При обработке ответов на открытые вопросы каждый уникальный вариант ответа рассматривался как категория. Количество упоминаний каждой категории могло существенно отличаться, категории могли быть как уникальными, т. е. упоминаться один раз, так и достаточно распространенными, упоминаться множество раз (например, «Победа в ВОВ»). Категории, близкие по своему семантическому значению, объединялись в общие темы.

В первую очередь обратимся к проблеме истоков белорусской государственности. Каждое национальное государство пытается утвердить себя в истории, представить свои истоки уходящими далеко в прошлое, что повышает статус значимости национальной идентичности. Соответственно, история любой нации представляется уходящей в глубокую древность, при этом национальная история обычно имеет свой «золотой век» и эпоху упадка. Такие построения подвергаются деконструкции со стороны современных исследователей национализма, которые утверждают, что современные нации — это явление эпохи модерна, они появляются в Европе только в период Великой французской революции [6].

Соответственно, и белорусская нация (именно как «модерная» нация) возникла лишь в XIX в. Но уже первые попытки написать историю Беларуси в конце этого столетия выводили истоки белорусской государственности к эпохе Полоцкого княжества. Великое Княжество Литовское в первых националистических исторических нарративах соответствовало мифологеме «золотого века» для белорусского народа [7]. В марте 1918 г. белорусскими националистами была предпринята попытка создания независимого государства — Белорусской Народной Республики, впрочем, не увенчавшаяся успехом. Позже в советские времена националистическая версия белорусской истории была пересмотрена (в том числе «благодаря» репрессиям среди историков), а период Полоцкого княжества был вписан в контекст существования Киевской Руси и древнерусской народности. Великое Княжество Литовское рассматривалось как государство литовских феодалов [8]. Особое значение придавалось включению белорусских земель в состав Российской империи, но фактически в советской исторической науке утверждалось, что полноценное существование белорусская нация получила только в форме Белорусской Советской Социалистической Республики [9].

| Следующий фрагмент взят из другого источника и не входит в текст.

#![cfg(feature = "storage-rocksdb")]

use assert_cmd::cargo_bin;
use std::process::Command;
use tempfile::tempdir;

mod common;

#[test]
fn test_rocksdb_catalog_survives_across_runs() {
    let dir = tempdir().unwrap();
    let db_path = dir.path().join("booking_db");

    // 1. First run: seed the catalog and book a stay.
    let properties = dir.path().join("properties.csv");
    let reservations = dir.path().join("reservations.csv");
    let requests1 = dir.path().join("requests1.csv");
    common::write_properties_csv(&properties, &[("p1", "10000", "150", "300", "eur")]).unwrap();
    common::write_reservations_csv(
        &reservations,
        &[("p1", "2024-07-10", "2024-07-15", "confirmed")],
    )
    .unwrap();
    common::write_requests_csv(&requests1, &[("p1", "2024-07-01", "2024-07-04", "")]).unwrap();

    let mut cmd1 = Command::new(cargo_bin!("lodgebook"));
    cmd1.arg(&requests1)
        .arg("--properties")
        .arg(&properties)
        .arg("--reservations")
        .arg(&reservations)
        .arg("--db-path")
        .arg(&db_path)
        .arg("--user")
        .arg("user-42");

    let output1 = cmd1.output().expect("Failed to execute command");
    assert!(output1.status.success());
    let stdout1 = String::from_utf8_lossy(&output1.stdout);
    assert!(stdout1.contains(",eur,10000,150,300,3,30450,auth_"));

    // 2. Second run: same DB path, no seed files. The catalog and the
    // seeded reservation must both still be there.
    let requests2 = dir.path().join("requests2.csv");
    common::write_requests_csv(
        &requests2,
        &[
            ("p1", "2024-08-01", "2024-08-03", ""),
            ("p1", "2024-07-11", "2024-07-13", ""),
        ],
    )
    .unwrap();

    let mut cmd2 = Command::new(cargo_bin!("lodgebook"));
    cmd2.arg(&requests2)
        .arg("--db-path")
        .arg(&db_path)
        .arg("--user")
        .arg("user-42");

    let output2 = cmd2.output().expect("Failed to execute command");
    assert!(output2.status.success());
    let stdout2 = String::from_utf8_lossy(&output2.stdout);
    assert!(stdout2.contains(",eur,10000,150,300,2,20450,auth_"));
    let stderr2 = String::from_utf8_lossy(&output2.stderr);
    assert!(stderr2.contains("already exists"));
}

Естественно, такая концепция развития белорусской государственности была радикально пересмотрена после распада Советского Союза. В исторической науке и затем в системе образования вновь возобладали взгляды, возводящие истоки белорусской государственности к временам Полоцкого княжества, а «золотым веком» снова стал период Великого Княжества Литовского. Но такой националистический ренессанс в преподавании истории во второй половине 90-х гг. в результате исторической политики президента Беларуси Александра Лукашенко вновь сменился реактивацией советских исторических мифологем, в том числе и «БССР как первого белорусского государства».

Как мы подчеркивали, такие резкие смены в дискурсе исторической памяти должны были закономерно повлечь «разнобой» в коллективных представлениях. Вопрос об истоках белорусской государственности, заданный в ходе проведенного исследования, выявил отсутствие единства мнений в общественном сознании по этому вопросу.

Итак, мы видим, что единства мнений по этому поводу не наблюдается. Следует выделить следующие существенные моменты: (1) для значительного числа респондентов оказалось затруднительным ответить на данный вопрос; (2) преобладают все же мнения, которые возводят историю Беларуси к далекому историческому прошлому (Полоцкое княжество, Великое Княжество Литовское).